Episode:02
「まぁ、いろいろあるのでしょう。
どちらにせよ、私たちには関係ないことです」
言って彼は視線を本に戻した。
――確かに、そうだな。
ここの生徒は、たいていワケありだ。それを本人のいないところで追求するなど、もってのほかだろう。
タシュアはよほど本が面白いのだろう、すでに夢中だった。
この難解な本のどこが面白いのか、まったく分からないが――少なくとも彼は嬉しそうだ。
邪魔するのも悪い気がして、私はさっきの質問を諦めた。
それに実を言えば、タシュアの予定が来週空いているのは知っている。確認したかっただけだ。
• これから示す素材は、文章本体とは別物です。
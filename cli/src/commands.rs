//! Service wiring and command handlers.

use std::sync::Arc;

use anyhow::{Context, Result};
use deepfreeze_config::DeepfreezeConfig;
use deepfreeze_core::launch::tables::LaunchTables;
use deepfreeze_core::{
    AppLauncher, CriticalSet, FreezeManager, FreezeMonitor, JsonFileStore, LaunchSettings,
    LedgerStore, MemoryStore, MonitorSettings, RemediationTable, Troubleshooter,
};
use deepfreeze_device::ShellDevice;
use deepfreeze_types::TroubleshootResult;
use tracing::{info, warn};

use crate::Command;

pub struct Services {
    device: Arc<ShellDevice>,
    manager: Arc<FreezeManager>,
    launcher: Arc<AppLauncher>,
    troubleshooter: Troubleshooter,
    monitor: MonitorSettings,
    ledger_location: String,
}

impl Services {
    pub async fn connect(config: &DeepfreezeConfig) -> Result<Self> {
        let device = Arc::new(ShellDevice::from_config(config));

        let (store, ledger_location): (Arc<dyn LedgerStore>, String) = match config.ledger_path() {
            Some(path) => {
                let location = path.display().to_string();
                (Arc::new(JsonFileStore::new(path)), location)
            }
            None => {
                warn!("No home directory for the ledger; suspensions will not persist");
                (Arc::new(MemoryStore::default()), "memory".to_string())
            }
        };

        let critical = CriticalSet::new(config.self_unit(), config.telephony_unit())
            .with_units(config.extra_critical_units())
            .resolve_home_handler(device.as_ref())
            .await;

        let manager = Arc::new(
            FreezeManager::new(store, device.clone(), critical)
                .with_context(|| format!("failed to load ledger from {ledger_location}"))?,
        );

        let tables = match &config.launch {
            Some(launch) => LaunchTables::builtin().with_config(launch),
            None => LaunchTables::builtin(),
        };
        let launcher = Arc::new(AppLauncher::new(
            device.clone(),
            device.clone(),
            device.clone(),
            manager.clone(),
            tables,
            LaunchSettings::from_config(config),
        ));

        let remediations = match &config.troubleshoot {
            Some(troubleshoot) => RemediationTable::builtin().with_config(troubleshoot),
            None => RemediationTable::builtin(),
        };
        let troubleshooter = Troubleshooter::new(launcher.clone(), remediations);

        Ok(Self {
            device,
            manager,
            launcher,
            troubleshooter,
            monitor: MonitorSettings {
                interval: config.monitor_interval(),
                backoff: config.monitor_backoff(),
            },
            ledger_location,
        })
    }
}

/// Run one command. `Ok(false)` means the operation was rejected or failed.
pub async fn run(services: &Services, command: Command) -> Result<bool> {
    match command {
        Command::Status => {
            let held = services.manager.is_capability_held().await;
            println!("capability held: {held}");
            println!("suspended units: {}", services.manager.suspended_count());
            println!("critical units:  {}", services.manager.critical_set().len());
            println!("ledger:          {}", services.ledger_location);
            Ok(true)
        }
        Command::List => {
            for unit in services.manager.list_suspended() {
                println!("{unit}");
            }
            Ok(true)
        }
        Command::Toggle { unit } => {
            let outcome = services.manager.toggle(&unit).await;
            println!("{unit}: {outcome}");
            Ok(outcome.is_applied())
        }
        Command::UnfreezeAll => {
            let results = services.manager.unfreeze_all().await?;
            let mut all_applied = true;
            for (unit, outcome) in &results {
                println!("{unit}: {outcome}");
                all_applied &= outcome.is_applied();
            }
            if results.is_empty() {
                println!("nothing to unfreeze");
            }
            Ok(all_applied)
        }
        Command::Prune => {
            let pruned = services.manager.prune_uninstalled(services.device.as_ref()).await?;
            for unit in &pruned {
                println!("pruned {unit}");
            }
            println!("{} ledger entries pruned", pruned.len());
            Ok(true)
        }
        Command::Monitor => monitor(services).await,
        Command::Launch { unit } => {
            let result = services.launcher.launch_detailed(&unit).await;
            println!("{}", serde_json::to_string_pretty(&result)?);
            if !result.success {
                eprintln!("hint: run `deepfreeze troubleshoot {unit}`");
            }
            Ok(result.success)
        }
        Command::Troubleshoot { unit, attempt } => {
            let result = services.troubleshooter.classify(&unit).await;
            println!("{}", serde_json::to_string_pretty(&result)?);
            if !attempt {
                return Ok(true);
            }
            if matches!(
                result,
                TroubleshootResult::NotInstalled | TroubleshootResult::Suspended
            ) {
                eprintln!("no alternative launch for a unit that is {}", describe(&result));
                return Ok(false);
            }
            let launched = services.troubleshooter.attempt_alternative_launch(&unit).await;
            println!("alternative launch: {}", if launched { "started" } else { "failed" });
            Ok(launched)
        }
    }
}

fn describe(result: &TroubleshootResult) -> &'static str {
    match result {
        TroubleshootResult::NotInstalled => "not installed",
        TroubleshootResult::Suspended => "suspended",
        TroubleshootResult::NoResolvableEntryPoint { .. } => "missing an entry point",
        TroubleshootResult::LaunchFailedWithCandidates { .. } => "failing to launch",
    }
}

async fn monitor(services: &Services) -> Result<bool> {
    if !services.manager.is_capability_held().await {
        warn!("Privileged capability not held; the monitor will only report counts");
    }

    let handle = FreezeMonitor::new(
        services.manager.clone(),
        services.device.clone(),
        services.monitor,
    )
    .start();
    let mut status = handle.subscribe();
    let mut seen_cycles = 0;
    println!("monitoring {} suspended units; Ctrl-C to stop", services.manager.suspended_count());

    loop {
        tokio::select! {
            signal = tokio::signal::ctrl_c() => {
                if let Err(e) = signal {
                    warn!("Failed to listen for Ctrl-C: {e}");
                }
                break;
            }
            changed = status.changed() => {
                if changed.is_err() {
                    break;
                }
                let snapshot = status.borrow_and_update().clone();
                if snapshot.cycles == seen_cycles {
                    continue;
                }
                seen_cycles = snapshot.cycles;
                for unit in &snapshot.last_terminated {
                    println!("terminated {unit}");
                }
            }
        }
    }

    info!("Stopping freeze monitor");
    handle.stop().await;
    Ok(true)
}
「タシュア、そうしたら私は……ちょっと出かけてくる」
「そうですか、行ってらっしゃい」
私がそう言っても、ちらっと顔を上げただけだ。
ただ私も、今はこの方が良かった。
タシュアに気づかれたくないことがあるのだが、なにしろ彼は勘が鋭い。だがこうやって他のことに集中していてくれれば、それだけ気づかれずにすむだろう。
そのまま私は、そっと図書館を後にした。船着場でちょうど来ていた連絡船に乗り、ケンディクの町へ向かう。
連絡船は、いつもの休日ほどには混んでいなかった。ちょうど夏期休暇中で、みんな適当に出かけているからだろう。
――何を、買おうか。
持って来たリストを見ながら、まだ迷う。もっとも使えるお金は限られているから、結局は値段と相談だ。
ひとりでケンディクの町まで来たことは、ほとんどなかった。昔はたいてい先輩と一緒だったし、今はタシュアと来ることが多い。
なにより独りは、嫌いだ。
でも今回ばかりは、そんなことは言っていられなかった。ここでタシュアを誘ったりしたら、きっと気づかれてしまう。
なにより、あと今日一日だけなのだから……。
そうこう考えているうちに、ついたらしい。
止まった連絡船から、急いで降りる。買うものの中には細かいものも多いから、急がないと夜になりそうだった。
「えぇと……」
いちばん買いたいのは、服だ。
孤児が多い学院では、そういう子供たちにはきちんと、お小遣いをくれる。だがその額はそれほど多くはなくて、文房具などのこまごました物を買うと、ほとんど残らなかった。
当然服などそう簡単には買えなくて、みんな制服や先輩からもらったもので、間に合わせている。
だから……。
上級傭兵になってから貰うようになった給料は、大部分は立てた予定のために使ってしまったけれど、まだ少しは残っている。
その中からやりくりしてでも、新しい服が欲しかった。
メインストリートを、ゆっくりと歩いていく。
――あ♪
ウィンドウに、素敵な服が飾られているのに気が付いて、立ち止まった。
水色のタンクトップに、薄紫の半袖ブラウス、それに白のスラックス。どれもシンプルなのに、とてもセンスがいい。
だが付けられている値段は、全く手が出なかった。もっと安いところへ行って、似たようなものを探すしかない。
「おや、うちに何か用かい?」
「え……?」
ため息をついて行こうとしたところへ、後ろから声をかけられた。